--- Task brief ---
Scan the material below for lines with the word "Access" and reply with how many there are, nothing else.

--- Records to process ---
━━━━

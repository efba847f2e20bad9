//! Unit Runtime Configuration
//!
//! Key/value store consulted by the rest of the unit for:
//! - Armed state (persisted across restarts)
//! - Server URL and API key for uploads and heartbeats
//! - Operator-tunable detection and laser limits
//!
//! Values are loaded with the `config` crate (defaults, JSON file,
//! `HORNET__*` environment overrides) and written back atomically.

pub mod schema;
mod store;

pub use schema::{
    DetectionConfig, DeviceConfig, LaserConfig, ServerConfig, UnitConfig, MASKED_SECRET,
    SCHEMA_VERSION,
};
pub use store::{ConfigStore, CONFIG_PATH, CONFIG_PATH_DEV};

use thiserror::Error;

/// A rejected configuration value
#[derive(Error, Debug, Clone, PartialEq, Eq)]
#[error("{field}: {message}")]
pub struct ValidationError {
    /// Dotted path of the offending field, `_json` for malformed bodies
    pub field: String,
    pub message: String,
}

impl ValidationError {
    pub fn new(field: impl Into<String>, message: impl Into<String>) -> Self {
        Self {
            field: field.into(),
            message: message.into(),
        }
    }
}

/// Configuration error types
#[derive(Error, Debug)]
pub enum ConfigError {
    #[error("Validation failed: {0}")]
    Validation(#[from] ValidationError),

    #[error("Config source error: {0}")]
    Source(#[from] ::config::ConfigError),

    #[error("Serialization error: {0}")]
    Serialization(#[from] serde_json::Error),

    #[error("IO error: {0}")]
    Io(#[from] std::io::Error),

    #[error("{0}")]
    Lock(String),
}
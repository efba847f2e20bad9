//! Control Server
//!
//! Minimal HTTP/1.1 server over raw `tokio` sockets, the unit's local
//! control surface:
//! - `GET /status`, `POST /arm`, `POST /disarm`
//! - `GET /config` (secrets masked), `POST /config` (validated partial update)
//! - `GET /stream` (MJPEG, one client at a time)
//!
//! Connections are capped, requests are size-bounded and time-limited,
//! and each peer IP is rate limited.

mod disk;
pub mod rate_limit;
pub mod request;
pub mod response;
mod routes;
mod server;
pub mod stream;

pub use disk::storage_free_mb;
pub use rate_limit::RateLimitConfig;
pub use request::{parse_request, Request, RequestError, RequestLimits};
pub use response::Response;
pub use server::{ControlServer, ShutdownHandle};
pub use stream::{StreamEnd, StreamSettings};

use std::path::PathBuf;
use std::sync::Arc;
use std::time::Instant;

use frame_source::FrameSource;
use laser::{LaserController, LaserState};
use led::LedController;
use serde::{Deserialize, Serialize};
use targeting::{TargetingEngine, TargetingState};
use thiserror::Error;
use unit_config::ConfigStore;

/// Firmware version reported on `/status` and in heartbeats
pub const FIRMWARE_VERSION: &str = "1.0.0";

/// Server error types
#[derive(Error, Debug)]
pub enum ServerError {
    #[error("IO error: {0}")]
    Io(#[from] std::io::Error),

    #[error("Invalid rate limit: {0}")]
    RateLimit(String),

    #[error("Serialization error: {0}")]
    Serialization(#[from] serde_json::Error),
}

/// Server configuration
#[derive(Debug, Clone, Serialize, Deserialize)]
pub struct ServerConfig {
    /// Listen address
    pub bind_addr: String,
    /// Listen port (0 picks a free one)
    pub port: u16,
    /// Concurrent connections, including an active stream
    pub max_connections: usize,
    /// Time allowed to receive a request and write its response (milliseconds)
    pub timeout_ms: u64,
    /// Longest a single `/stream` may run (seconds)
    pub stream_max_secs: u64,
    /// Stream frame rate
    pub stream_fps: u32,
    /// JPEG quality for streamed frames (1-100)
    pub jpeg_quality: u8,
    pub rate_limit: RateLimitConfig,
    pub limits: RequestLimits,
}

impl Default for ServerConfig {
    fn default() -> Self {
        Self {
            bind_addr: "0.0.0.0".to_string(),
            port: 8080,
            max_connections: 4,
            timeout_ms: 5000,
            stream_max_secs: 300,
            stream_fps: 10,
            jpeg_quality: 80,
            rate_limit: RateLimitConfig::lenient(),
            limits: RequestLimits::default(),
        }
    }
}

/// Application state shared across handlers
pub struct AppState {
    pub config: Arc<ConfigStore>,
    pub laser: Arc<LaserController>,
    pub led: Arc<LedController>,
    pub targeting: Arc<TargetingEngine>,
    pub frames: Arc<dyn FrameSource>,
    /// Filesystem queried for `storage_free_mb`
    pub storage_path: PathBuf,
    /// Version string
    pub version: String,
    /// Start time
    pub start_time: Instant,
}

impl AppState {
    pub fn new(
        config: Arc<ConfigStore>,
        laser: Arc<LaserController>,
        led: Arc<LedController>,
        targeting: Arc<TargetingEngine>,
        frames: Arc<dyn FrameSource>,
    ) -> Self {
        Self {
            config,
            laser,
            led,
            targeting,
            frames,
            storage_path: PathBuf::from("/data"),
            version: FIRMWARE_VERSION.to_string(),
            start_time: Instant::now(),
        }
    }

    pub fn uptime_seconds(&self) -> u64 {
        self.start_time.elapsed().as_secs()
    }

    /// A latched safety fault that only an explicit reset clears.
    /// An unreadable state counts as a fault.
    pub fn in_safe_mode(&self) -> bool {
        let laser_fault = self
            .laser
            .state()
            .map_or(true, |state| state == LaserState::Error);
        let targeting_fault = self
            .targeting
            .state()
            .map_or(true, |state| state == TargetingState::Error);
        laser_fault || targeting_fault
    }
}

━━━━

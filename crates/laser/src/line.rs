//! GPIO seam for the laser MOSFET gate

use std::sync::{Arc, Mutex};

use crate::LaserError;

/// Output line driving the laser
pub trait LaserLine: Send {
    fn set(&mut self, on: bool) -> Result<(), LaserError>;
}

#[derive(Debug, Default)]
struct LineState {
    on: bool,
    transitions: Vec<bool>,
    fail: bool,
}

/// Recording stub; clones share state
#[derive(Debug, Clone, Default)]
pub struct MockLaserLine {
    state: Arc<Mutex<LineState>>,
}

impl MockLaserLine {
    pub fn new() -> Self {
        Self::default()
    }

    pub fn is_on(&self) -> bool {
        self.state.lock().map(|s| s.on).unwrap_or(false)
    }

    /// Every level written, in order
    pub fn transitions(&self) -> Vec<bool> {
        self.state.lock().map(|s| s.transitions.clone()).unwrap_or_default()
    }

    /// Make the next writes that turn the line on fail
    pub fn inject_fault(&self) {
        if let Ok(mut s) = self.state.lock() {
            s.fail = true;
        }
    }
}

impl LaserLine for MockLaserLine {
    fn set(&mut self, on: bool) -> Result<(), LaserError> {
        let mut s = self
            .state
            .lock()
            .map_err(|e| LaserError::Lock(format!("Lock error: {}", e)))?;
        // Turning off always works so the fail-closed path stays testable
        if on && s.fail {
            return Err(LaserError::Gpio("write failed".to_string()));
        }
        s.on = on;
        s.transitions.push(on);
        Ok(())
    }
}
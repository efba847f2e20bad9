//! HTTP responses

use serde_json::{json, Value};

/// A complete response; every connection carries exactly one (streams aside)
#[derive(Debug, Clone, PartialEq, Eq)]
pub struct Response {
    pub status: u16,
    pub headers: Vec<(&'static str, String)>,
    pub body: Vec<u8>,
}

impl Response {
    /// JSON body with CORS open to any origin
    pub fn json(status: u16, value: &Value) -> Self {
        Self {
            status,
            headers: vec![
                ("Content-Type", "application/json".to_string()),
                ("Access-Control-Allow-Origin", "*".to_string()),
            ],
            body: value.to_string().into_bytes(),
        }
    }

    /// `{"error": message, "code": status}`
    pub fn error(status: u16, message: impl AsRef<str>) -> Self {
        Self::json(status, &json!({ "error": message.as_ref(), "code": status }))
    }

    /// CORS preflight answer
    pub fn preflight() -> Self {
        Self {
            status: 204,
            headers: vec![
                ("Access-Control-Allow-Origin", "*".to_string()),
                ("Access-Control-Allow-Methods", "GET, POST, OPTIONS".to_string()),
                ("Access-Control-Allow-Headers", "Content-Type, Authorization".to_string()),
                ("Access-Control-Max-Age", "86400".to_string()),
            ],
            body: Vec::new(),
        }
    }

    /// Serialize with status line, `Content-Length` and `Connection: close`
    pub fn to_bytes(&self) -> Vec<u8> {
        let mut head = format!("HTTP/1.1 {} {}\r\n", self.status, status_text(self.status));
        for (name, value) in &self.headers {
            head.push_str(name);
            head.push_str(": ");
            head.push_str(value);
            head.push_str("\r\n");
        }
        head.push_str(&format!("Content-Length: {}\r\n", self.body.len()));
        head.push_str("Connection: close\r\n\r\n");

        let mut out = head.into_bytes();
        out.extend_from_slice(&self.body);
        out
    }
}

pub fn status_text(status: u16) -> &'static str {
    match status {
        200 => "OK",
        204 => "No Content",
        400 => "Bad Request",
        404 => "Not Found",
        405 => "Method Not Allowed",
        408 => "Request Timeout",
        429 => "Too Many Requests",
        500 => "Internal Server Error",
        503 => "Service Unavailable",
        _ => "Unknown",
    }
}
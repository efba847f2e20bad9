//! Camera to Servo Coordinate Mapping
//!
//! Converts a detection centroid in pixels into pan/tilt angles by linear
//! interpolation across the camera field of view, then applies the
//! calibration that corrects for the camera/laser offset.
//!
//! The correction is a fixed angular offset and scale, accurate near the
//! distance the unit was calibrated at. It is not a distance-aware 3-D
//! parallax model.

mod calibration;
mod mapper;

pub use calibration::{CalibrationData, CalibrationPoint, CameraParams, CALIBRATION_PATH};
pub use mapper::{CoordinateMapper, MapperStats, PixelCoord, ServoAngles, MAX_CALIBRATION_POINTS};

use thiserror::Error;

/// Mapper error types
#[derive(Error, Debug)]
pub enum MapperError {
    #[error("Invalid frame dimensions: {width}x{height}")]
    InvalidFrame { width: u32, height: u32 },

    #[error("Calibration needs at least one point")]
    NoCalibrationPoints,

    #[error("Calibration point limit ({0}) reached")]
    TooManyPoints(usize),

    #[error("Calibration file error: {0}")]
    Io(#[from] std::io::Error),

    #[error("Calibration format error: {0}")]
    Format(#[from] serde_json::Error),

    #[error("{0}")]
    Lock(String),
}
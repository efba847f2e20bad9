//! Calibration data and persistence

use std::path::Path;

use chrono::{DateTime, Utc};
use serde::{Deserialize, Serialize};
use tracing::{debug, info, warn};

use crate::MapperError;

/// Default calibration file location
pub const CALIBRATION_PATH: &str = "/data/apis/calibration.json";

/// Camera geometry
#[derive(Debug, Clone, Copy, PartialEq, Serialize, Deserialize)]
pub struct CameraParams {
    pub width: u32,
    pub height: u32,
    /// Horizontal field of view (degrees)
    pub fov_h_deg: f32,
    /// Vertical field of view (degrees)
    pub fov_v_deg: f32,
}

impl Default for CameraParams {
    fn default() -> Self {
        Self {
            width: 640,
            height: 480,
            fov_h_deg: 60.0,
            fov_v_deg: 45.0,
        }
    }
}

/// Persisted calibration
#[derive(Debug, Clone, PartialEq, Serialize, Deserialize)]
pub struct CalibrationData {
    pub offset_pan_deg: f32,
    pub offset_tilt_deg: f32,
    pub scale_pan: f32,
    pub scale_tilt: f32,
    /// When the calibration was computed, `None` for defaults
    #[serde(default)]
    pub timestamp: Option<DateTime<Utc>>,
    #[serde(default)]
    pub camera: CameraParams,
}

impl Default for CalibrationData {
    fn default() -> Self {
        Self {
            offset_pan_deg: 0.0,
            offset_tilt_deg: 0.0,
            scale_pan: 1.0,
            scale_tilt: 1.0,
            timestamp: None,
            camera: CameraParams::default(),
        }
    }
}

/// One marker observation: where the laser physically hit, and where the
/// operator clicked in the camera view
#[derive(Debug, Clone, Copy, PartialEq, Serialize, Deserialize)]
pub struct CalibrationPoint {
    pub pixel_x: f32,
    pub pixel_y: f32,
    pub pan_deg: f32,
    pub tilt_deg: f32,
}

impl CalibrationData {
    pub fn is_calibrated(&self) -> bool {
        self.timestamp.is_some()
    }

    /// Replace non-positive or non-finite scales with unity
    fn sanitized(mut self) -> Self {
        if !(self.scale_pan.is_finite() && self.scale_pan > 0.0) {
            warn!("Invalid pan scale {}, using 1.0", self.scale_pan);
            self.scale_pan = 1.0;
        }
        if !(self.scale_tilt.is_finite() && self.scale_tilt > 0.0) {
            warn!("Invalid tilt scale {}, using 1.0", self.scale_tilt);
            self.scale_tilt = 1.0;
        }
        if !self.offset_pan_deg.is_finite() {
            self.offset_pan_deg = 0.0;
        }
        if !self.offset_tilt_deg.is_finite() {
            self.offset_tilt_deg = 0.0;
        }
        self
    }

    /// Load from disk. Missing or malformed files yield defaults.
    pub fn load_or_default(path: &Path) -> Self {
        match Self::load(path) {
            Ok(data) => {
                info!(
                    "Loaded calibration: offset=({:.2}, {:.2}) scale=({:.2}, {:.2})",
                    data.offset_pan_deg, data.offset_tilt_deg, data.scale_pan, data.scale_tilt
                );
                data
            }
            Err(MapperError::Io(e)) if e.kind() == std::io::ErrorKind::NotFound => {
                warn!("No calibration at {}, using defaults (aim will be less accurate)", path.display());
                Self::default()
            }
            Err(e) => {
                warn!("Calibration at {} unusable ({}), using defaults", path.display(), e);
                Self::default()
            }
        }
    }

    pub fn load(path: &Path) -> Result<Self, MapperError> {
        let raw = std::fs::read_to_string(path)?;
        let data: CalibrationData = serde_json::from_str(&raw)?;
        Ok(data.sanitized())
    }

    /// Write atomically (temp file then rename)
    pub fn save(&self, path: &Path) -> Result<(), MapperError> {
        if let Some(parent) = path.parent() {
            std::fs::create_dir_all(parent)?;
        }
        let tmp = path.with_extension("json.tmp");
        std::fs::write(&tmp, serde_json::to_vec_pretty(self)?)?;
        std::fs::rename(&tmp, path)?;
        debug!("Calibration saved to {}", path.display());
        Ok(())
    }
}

━━━━

--- Result for this task ---
5